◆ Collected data
· · ·

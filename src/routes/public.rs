use crate::domain::Establishment;
use crate::routes::ApiError;
use crate::store::Store;
use anyhow::Context;
use rocket::serde::json::Json;
use rocket::State;
use std::sync::Arc;
use uuid::Uuid;

/// What the public feedback page may know about an establishment.
#[derive(serde::Serialize, serde::Deserialize, Debug)]
#[serde(rename_all = "camelCase")]
pub struct PublicEstablishment {
    pub id: Uuid,
    pub name: String,
    pub slug: String,
    pub google_review_url: Option<String>,
    pub show_google_review_prompt: bool,
}

impl From<Establishment> for PublicEstablishment {
    fn from(establishment: Establishment) -> Self {
        Self {
            id: establishment.id,
            name: establishment.name,
            slug: establishment.slug,
            google_review_url: establishment.google_review_url,
            show_google_review_prompt: establishment.show_google_review_prompt,
        }
    }
}

#[derive(serde::Serialize, serde::Deserialize, Debug)]
pub struct PublicEstablishmentResponse {
    pub establishment: PublicEstablishment,
}

#[tracing::instrument(
    name = "Loading a public establishment page",
    skip(store),
    fields(request_id = %Uuid::new_v4())
)]
#[get("/public/establishment/<slug>")]
pub async fn public_establishment(
    slug: &str,
    store: &State<Arc<dyn Store>>,
) -> Result<Json<PublicEstablishmentResponse>, ApiError> {
    let establishment = store
        .find_establishment_by_slug(slug)
        .await
        .context("Failed to look up the establishment by slug.")?
        .ok_or_else(|| ApiError::NotFound("Estabelecimento não encontrado".to_string()))?;
    Ok(Json(PublicEstablishmentResponse {
        establishment: establishment.into(),
    }))
}
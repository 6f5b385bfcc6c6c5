use crate::helpers::{assert_error_message, spawn_app};
use serde_json::{json, Value};

#[tokio::test]
async fn checkout_creates_a_customer_once_and_returns_the_session() {
    // arrange
    let app = spawn_app().await;
    let user = app.register_user().await;

    // act
    let first = app.post_json("/stripe/checkout", &json!({})).await;
    let second = app.post_json("/stripe/checkout", &json!({})).await;

    // assert
    assert_eq!(200, first.status().as_u16());
    assert_eq!(200, second.status().as_u16());
    let body: Value = first.json().await.unwrap();
    assert_eq!(body["sessionId"], "cs_test_1");
    assert_eq!(body["url"], "https://checkout.test/cs_test_1");

    assert_eq!(app.billing.customer_count(), 1);
    let stored = app.find_user(user.id).await;
    assert_eq!(stored.stripe_customer_id.as_deref(), Some("cus_test_1"));
    assert_eq!(
        app.billing.checkout_sessions(),
        vec![
            ("cus_test_1".to_string(), user.id),
            ("cus_test_1".to_string(), user.id)
        ]
    );
}

#[tokio::test]
async fn checkout_requires_a_session() {
    // arrange
    let app = spawn_app().await;

    // act
    let response = app.post_json("/stripe/checkout", &json!({})).await;

    // assert
    assert_eq!(401, response.status().as_u16());
    assert_eq!(app.billing.customer_count(), 0);
}

#[tokio::test]
async fn the_portal_needs_a_billing_customer() {
    // arrange
    let app = spawn_app().await;
    app.register_user().await;

    // act
    let response = app.post_json("/stripe/portal", &json!({})).await;

    // assert
    assert_eq!(404, response.status().as_u16());
    let body: Value = response.json().await.unwrap();
    assert_error_message(&body, "Nenhuma assinatura encontrada");
}

#[tokio::test]
async fn the_portal_opens_for_existing_customers() {
    // arrange
    let app = spawn_app().await;
    app.register_user().await;
    app.post_json("/stripe/checkout", &json!({})).await;

    // act
    let response = app.post_json("/stripe/portal", &json!({})).await;

    // assert
    assert_eq!(200, response.status().as_u16());
    let body: Value = response.json().await.unwrap();
    assert_eq!(body["url"], "https://billing.test/portal/cus_test_1");
}
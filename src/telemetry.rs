use tracing::subscriber::set_global_default;
use tracing::Subscriber;
use tracing_bunyan_formatter::{BunyanFormattingLayer, JsonStorageLayer};
use tracing_log::LogTracer;
use tracing_subscriber::fmt::MakeWriter;
use tracing_subscriber::{layer::SubscriberExt, EnvFilter, Registry};

/// Composes a bunyan-formatted subscriber. `RUST_LOG` overrides `env_filter`.
pub fn get_subscriber<Sink>(
    name: String,
    env_filter: String,
    sink: Sink,
) -> impl Subscriber + Send + Sync
where
    Sink: for<'a> MakeWriter<'a> + Send + Sync + 'static,
{
    let env_filter =
        EnvFilter::try_from_default_env().unwrap_or_else(|_| EnvFilter::new(env_filter));
    let formatting_layer = BunyanFormattingLayer::new(name, sink);
    Registry::default()
        .with(env_filter)
        .with(JsonStorageLayer)
        .with(formatting_layer)
}

/// Registers the subscriber as the global default. Must be called only once.
pub fn init_subscriber(subscriber: impl Subscriber + Send + Sync) {
    if let Err(e) = LogTracer::init() {
        eprintln!("Failed to set logger: {}", e);
    }
    if let Err(e) = set_global_default(subscriber) {
        eprintln!("Failed to set subscriber: {}", e);
    }
}
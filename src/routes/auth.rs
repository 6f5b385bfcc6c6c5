use crate::authentication::{
    compute_password_hash, validate_credentials, AuthError, AuthTokens, Credentials,
};
use crate::domain::{NewPassword, NewUser, SubscriptionStatus, User, UserEmail};
use crate::guards::AuthenticatedUser;
use crate::routes::ApiError;
use crate::store::Store;
use anyhow::Context;
use chrono::{DateTime, Utc};
use rocket::http::CookieJar;
use rocket::serde::json::Json;
use rocket::State;
use secrecy::Secret;
use std::sync::Arc;
use uuid::Uuid;

#[derive(serde::Deserialize)]
pub struct CredentialsBody {
    email: Option<String>,
    password: Option<String>,
}

impl CredentialsBody {
    fn into_parts(self) -> Result<(String, String), ApiError> {
        match (self.email, self.password) {
            (Some(email), Some(password)) if !email.trim().is_empty() && !password.is_empty() => {
                Ok((email, password))
            }
            _ => Err(ApiError::Validation(
                "Email e senha são obrigatórios".to_string(),
            )),
        }
    }
}

#[derive(serde::Serialize, serde::Deserialize, Debug)]
pub struct SessionUser {
    pub id: Uuid,
    pub email: String,
}

#[derive(serde::Serialize, serde::Deserialize, Debug)]
pub struct SessionResponse {
    pub user: SessionUser,
}

#[derive(serde::Serialize, serde::Deserialize, Debug)]
#[serde(rename_all = "camelCase")]
pub struct CurrentUser {
    pub id: Uuid,
    pub email: String,
    pub subscription_status: SubscriptionStatus,
    pub subscription_end_date: Option<DateTime<Utc>>,
    pub stripe_customer_id: Option<String>,
}

impl From<User> for CurrentUser {
    fn from(user: User) -> Self {
        Self {
            id: user.id,
            email: user.email,
            subscription_status: user.subscription_status,
            subscription_end_date: user.subscription_end_date,
            stripe_customer_id: user.stripe_customer_id,
        }
    }
}

#[derive(serde::Serialize, serde::Deserialize, Debug)]
pub struct CurrentUserResponse {
    pub user: CurrentUser,
}

#[derive(serde::Serialize, serde::Deserialize, Debug)]
pub struct SuccessResponse {
    pub success: bool,
}

#[tracing::instrument(
    name = "Registering a new user",
    skip(body, store, tokens, jar),
    fields(request_id = %Uuid::new_v4())
)]
#[post("/auth/register", data = "<body>")]
pub async fn register(
    body: Json<CredentialsBody>,
    store: &State<Arc<dyn Store>>,
    tokens: &State<AuthTokens>,
    jar: &CookieJar<'_>,
) -> Result<Json<SessionResponse>, ApiError> {
    let (email, password) = body.into_inner().into_parts()?;
    let email = UserEmail::parse(email).map_err(ApiError::Validation)?;
    let password = NewPassword::parse(password).map_err(ApiError::Validation)?;

    if store
        .find_user_by_email(email.as_ref())
        .await
        .context("Failed to look up the e-mail being registered.")?
        .is_some()
    {
        return Err(ApiError::Validation("Email já cadastrado".to_string()));
    }

    let password_hash = compute_password_hash(password.as_ref().clone()).await?;
    let user = store
        .insert_user(NewUser {
            email,
            password_hash,
        })
        .await
        .context("Failed to store the new user.")?;

    start_session(tokens, jar, user)
}

#[tracing::instrument(
    name = "Logging in",
    skip(body, store, tokens, jar),
    fields(request_id = %Uuid::new_v4(), user_id = tracing::field::Empty)
)]
#[post("/auth/login", data = "<body>")]
pub async fn login(
    body: Json<CredentialsBody>,
    store: &State<Arc<dyn Store>>,
    tokens: &State<AuthTokens>,
    jar: &CookieJar<'_>,
) -> Result<Json<SessionResponse>, ApiError> {
    let (email, password) = body.into_inner().into_parts()?;
    let credentials = Credentials {
        email,
        password: Secret::new(password),
    };
    let user_id = validate_credentials(credentials, store.inner().as_ref())
        .await
        .map_err(|e| match e {
            AuthError::InvalidCredentials(_) => {
                ApiError::Unauthorized("Email ou senha inválidos".to_string())
            }
            AuthError::UnexpectedError(e) => ApiError::UnexpectedError(e),
        })?;
    tracing::Span::current().record("user_id", &tracing::field::display(&user_id));

    let user = store
        .find_user_by_id(user_id)
        .await
        .context("Failed to load the user after login.")?
        .ok_or_else(|| ApiError::Unauthorized("Email ou senha inválidos".to_string()))?;

    start_session(tokens, jar, user)
}

#[post("/auth/logout")]
pub fn logout(tokens: &State<AuthTokens>, jar: &CookieJar<'_>) -> Json<SuccessResponse> {
    tokens.clear_cookie(jar);
    Json(SuccessResponse { success: true })
}

#[get("/auth/me")]
pub fn me(user: AuthenticatedUser) -> Json<CurrentUserResponse> {
    Json(CurrentUserResponse {
        user: user.user.into(),
    })
}

fn start_session(
    tokens: &AuthTokens,
    jar: &CookieJar<'_>,
    user: User,
) -> Result<Json<SessionResponse>, ApiError> {
    let token = tokens.issue(user.id)?;
    tokens.set_cookie(jar, token);
    Ok(Json(SessionResponse {
        user: SessionUser {
            id: user.id,
            email: user.email,
        },
    }))
}
mod log_email_client;
mod smtp_email_client;
pub mod templates;

use crate::domain::UserEmail;
use async_trait::async_trait;
pub use log_email_client::LogEmailClient;
pub use smtp_email_client::SmtpEmailClient;
pub use templates::EmailContent;

#[async_trait]
pub trait Email: Send + Sync {
    async fn send_email(
        &self,
        recipient: &UserEmail,
        subject: &str,
        html_content: &str,
        text_content: &str,
    ) -> Result<(), anyhow::Error>;

    async fn send_content(
        &self,
        recipient: &UserEmail,
        content: &EmailContent,
    ) -> Result<(), anyhow::Error> {
        self.send_email(recipient, &content.subject, &content.html, &content.text)
            .await
    }
}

· · ·

◆ Aim of the exercise
In the entries above, find every line holding the word "look" and copy it out.

◆ The answer
        .context("Failed to look up the establishment by slug.")?
        .context("Failed to look up the e-mail being registered.")?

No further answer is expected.